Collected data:
--- START ---

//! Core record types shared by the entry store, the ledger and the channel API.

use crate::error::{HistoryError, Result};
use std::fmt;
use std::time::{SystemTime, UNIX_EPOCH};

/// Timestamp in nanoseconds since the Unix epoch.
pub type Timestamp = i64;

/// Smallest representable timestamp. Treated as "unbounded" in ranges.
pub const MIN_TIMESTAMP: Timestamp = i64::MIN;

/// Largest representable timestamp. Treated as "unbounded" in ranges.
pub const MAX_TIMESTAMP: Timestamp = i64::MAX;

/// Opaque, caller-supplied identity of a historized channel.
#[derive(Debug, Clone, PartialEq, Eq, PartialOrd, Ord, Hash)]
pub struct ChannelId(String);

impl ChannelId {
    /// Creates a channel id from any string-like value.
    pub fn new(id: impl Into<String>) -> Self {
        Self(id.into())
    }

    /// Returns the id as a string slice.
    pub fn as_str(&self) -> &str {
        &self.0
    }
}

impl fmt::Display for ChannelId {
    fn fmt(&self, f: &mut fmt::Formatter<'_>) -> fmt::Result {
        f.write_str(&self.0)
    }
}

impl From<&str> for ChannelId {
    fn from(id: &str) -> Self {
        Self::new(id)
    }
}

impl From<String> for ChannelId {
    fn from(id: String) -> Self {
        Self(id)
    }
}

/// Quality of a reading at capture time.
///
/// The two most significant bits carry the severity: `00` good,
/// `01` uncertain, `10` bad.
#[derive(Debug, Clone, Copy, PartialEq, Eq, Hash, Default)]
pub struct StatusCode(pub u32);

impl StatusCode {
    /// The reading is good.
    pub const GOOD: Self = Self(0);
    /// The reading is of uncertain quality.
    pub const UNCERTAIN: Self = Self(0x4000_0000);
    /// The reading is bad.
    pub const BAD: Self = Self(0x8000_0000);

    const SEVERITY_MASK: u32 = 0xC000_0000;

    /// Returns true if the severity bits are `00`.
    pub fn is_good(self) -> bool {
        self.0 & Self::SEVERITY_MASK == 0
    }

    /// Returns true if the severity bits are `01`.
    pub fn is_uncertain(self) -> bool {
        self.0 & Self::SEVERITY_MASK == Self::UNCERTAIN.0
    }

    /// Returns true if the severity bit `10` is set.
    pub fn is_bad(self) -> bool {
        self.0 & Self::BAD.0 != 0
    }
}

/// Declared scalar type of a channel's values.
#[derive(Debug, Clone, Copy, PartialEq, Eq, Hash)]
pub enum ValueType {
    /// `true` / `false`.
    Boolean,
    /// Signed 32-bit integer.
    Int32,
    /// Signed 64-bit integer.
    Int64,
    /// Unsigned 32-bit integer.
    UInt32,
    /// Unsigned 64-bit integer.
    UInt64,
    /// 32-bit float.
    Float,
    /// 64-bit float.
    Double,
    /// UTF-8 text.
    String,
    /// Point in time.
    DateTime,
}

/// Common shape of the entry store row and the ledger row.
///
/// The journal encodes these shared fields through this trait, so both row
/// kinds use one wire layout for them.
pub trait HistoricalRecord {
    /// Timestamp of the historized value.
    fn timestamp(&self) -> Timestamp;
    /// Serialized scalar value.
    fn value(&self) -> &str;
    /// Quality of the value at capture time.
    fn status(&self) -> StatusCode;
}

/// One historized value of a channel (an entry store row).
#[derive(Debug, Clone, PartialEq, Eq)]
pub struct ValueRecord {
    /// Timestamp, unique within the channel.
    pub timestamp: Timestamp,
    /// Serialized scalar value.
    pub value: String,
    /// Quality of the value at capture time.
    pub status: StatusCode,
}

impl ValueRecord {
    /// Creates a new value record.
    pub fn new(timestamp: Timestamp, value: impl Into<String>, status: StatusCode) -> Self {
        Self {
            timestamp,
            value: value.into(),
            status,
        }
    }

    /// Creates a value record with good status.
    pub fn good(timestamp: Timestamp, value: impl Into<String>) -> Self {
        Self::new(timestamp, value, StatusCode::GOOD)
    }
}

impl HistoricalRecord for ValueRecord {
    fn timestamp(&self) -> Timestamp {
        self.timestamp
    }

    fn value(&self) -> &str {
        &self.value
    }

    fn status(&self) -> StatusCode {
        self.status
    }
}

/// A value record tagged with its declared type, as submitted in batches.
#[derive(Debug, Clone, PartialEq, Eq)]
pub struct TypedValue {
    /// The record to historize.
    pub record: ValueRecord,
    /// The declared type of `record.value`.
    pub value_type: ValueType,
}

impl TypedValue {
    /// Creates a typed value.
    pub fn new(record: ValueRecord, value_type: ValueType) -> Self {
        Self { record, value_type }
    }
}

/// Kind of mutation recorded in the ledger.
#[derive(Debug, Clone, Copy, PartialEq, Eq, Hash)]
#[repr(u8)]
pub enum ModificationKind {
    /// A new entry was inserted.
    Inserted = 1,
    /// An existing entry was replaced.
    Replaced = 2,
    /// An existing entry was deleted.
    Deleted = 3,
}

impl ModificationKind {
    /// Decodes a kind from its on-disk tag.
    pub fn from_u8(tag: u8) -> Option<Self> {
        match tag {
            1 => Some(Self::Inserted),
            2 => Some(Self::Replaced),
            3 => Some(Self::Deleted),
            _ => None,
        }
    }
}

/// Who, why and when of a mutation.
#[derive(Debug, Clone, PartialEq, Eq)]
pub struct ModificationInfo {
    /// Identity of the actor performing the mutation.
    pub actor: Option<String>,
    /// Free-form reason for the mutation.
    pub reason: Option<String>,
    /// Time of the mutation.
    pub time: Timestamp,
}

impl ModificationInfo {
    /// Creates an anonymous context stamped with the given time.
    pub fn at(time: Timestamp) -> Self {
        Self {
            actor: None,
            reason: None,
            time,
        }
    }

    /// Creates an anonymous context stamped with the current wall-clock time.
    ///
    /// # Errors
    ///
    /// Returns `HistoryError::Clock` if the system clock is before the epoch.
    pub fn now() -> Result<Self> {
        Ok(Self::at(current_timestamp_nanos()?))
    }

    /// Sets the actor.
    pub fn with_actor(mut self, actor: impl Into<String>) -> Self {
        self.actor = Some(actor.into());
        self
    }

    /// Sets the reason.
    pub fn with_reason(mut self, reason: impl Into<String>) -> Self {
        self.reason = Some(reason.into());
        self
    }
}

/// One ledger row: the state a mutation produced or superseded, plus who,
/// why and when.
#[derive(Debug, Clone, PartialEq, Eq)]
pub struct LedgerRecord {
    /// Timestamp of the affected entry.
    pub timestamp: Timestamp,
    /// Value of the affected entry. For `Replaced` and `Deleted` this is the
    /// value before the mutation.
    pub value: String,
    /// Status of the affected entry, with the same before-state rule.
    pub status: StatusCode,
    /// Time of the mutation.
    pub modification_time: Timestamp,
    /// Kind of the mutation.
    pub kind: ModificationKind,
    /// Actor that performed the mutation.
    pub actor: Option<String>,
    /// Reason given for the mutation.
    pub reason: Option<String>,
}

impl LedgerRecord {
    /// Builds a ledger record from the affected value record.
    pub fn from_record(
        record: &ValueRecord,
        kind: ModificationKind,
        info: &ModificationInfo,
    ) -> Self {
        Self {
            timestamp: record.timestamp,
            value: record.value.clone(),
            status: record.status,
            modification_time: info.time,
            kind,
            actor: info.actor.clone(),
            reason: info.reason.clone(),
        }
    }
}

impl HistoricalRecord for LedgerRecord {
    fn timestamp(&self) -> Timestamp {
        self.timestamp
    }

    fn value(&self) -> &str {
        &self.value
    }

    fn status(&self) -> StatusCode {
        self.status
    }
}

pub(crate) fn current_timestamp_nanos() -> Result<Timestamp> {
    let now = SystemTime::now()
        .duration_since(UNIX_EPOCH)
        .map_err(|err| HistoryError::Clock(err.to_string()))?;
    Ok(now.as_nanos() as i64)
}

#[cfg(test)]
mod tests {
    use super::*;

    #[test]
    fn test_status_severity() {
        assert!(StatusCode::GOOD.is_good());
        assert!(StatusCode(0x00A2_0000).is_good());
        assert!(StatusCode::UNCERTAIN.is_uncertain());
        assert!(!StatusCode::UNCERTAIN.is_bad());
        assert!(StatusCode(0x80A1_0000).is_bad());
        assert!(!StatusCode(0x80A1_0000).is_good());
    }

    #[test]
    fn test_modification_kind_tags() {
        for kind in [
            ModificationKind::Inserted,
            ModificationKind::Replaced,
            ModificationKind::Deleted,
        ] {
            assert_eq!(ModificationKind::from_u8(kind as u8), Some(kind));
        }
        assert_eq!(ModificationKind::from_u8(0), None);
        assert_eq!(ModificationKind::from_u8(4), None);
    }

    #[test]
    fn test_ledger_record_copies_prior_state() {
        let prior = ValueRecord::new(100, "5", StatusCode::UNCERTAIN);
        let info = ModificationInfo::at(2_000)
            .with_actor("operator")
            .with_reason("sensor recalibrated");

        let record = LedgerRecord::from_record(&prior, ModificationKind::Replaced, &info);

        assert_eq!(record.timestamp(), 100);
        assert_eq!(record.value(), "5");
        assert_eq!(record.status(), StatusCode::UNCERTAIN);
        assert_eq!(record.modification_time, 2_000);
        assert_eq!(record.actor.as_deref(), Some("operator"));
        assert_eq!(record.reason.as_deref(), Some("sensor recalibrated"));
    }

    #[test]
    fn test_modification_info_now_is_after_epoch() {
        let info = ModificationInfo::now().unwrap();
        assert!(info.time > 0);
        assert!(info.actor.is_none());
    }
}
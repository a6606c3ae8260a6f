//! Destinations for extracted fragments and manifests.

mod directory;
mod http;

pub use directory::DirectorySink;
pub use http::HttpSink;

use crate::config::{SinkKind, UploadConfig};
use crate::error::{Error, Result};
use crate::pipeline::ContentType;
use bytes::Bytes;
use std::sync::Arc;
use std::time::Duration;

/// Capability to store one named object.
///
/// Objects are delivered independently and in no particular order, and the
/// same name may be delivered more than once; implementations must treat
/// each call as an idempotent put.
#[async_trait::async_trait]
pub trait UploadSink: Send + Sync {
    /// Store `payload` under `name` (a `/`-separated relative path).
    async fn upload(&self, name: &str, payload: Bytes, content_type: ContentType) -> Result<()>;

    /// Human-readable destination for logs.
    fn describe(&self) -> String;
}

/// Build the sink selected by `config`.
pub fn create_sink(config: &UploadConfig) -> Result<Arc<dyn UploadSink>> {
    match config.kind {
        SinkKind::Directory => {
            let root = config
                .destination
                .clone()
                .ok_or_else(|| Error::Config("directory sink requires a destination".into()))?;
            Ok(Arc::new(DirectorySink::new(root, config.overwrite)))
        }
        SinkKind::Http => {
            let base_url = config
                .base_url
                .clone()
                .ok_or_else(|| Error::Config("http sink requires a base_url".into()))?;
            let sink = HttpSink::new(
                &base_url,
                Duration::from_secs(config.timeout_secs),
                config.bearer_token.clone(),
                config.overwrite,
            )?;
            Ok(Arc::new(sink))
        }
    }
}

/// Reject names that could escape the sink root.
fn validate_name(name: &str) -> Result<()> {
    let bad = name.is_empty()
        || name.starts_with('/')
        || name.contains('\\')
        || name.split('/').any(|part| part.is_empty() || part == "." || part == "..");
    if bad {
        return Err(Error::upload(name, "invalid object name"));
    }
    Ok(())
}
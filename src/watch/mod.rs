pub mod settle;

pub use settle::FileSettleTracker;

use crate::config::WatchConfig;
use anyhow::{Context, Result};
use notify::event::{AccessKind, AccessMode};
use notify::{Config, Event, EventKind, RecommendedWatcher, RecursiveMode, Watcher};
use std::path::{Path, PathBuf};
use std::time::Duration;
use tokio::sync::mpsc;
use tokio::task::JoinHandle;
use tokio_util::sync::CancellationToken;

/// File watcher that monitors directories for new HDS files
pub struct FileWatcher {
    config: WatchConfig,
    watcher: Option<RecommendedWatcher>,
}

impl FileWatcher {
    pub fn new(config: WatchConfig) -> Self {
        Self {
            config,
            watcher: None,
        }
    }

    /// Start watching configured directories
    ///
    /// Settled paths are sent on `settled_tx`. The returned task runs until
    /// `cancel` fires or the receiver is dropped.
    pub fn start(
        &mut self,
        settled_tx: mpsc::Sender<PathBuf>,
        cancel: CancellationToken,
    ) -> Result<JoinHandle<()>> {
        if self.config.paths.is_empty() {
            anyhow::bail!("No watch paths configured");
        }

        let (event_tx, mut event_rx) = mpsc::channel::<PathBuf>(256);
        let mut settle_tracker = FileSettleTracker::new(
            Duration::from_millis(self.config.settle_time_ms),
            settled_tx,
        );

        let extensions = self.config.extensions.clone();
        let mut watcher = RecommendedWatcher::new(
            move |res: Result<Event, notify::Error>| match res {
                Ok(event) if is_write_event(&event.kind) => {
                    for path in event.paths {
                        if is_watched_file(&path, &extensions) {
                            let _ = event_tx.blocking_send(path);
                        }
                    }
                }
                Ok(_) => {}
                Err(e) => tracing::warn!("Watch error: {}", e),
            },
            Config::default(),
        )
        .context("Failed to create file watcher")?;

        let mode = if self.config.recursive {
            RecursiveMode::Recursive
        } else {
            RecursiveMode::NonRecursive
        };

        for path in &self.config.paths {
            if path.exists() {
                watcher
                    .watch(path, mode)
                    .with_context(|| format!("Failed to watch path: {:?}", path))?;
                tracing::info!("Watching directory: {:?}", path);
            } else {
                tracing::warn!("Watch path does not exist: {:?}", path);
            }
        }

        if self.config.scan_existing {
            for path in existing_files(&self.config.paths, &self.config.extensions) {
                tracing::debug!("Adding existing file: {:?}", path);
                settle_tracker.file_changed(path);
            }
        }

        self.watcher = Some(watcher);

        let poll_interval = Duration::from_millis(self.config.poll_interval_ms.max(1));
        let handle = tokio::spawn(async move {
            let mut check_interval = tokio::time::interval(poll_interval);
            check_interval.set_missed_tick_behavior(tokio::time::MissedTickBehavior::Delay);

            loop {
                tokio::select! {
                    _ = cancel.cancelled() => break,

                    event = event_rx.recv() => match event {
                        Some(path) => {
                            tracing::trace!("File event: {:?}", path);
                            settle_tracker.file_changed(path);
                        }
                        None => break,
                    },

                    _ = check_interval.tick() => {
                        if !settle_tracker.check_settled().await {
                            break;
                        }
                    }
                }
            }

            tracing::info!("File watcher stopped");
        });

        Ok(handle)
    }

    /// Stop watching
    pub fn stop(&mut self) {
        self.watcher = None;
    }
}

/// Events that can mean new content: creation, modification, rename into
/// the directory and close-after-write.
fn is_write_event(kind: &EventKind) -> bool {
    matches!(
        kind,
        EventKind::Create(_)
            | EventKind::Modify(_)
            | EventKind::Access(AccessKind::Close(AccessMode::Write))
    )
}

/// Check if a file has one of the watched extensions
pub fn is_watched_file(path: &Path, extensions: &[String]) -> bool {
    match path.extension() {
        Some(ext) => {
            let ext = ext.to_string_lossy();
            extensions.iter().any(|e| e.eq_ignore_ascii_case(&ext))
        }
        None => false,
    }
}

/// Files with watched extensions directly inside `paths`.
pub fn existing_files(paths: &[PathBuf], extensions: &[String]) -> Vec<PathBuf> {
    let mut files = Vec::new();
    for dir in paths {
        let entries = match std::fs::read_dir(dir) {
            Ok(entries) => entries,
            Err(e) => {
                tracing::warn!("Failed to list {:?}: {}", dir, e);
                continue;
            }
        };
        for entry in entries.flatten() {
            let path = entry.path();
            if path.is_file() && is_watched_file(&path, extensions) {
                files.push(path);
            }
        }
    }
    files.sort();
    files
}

--- END ---

| What you need to do |
Looking at the entries, state how many lines hold the string "PathBuf", with the number as the sole reply.

| Reply |
4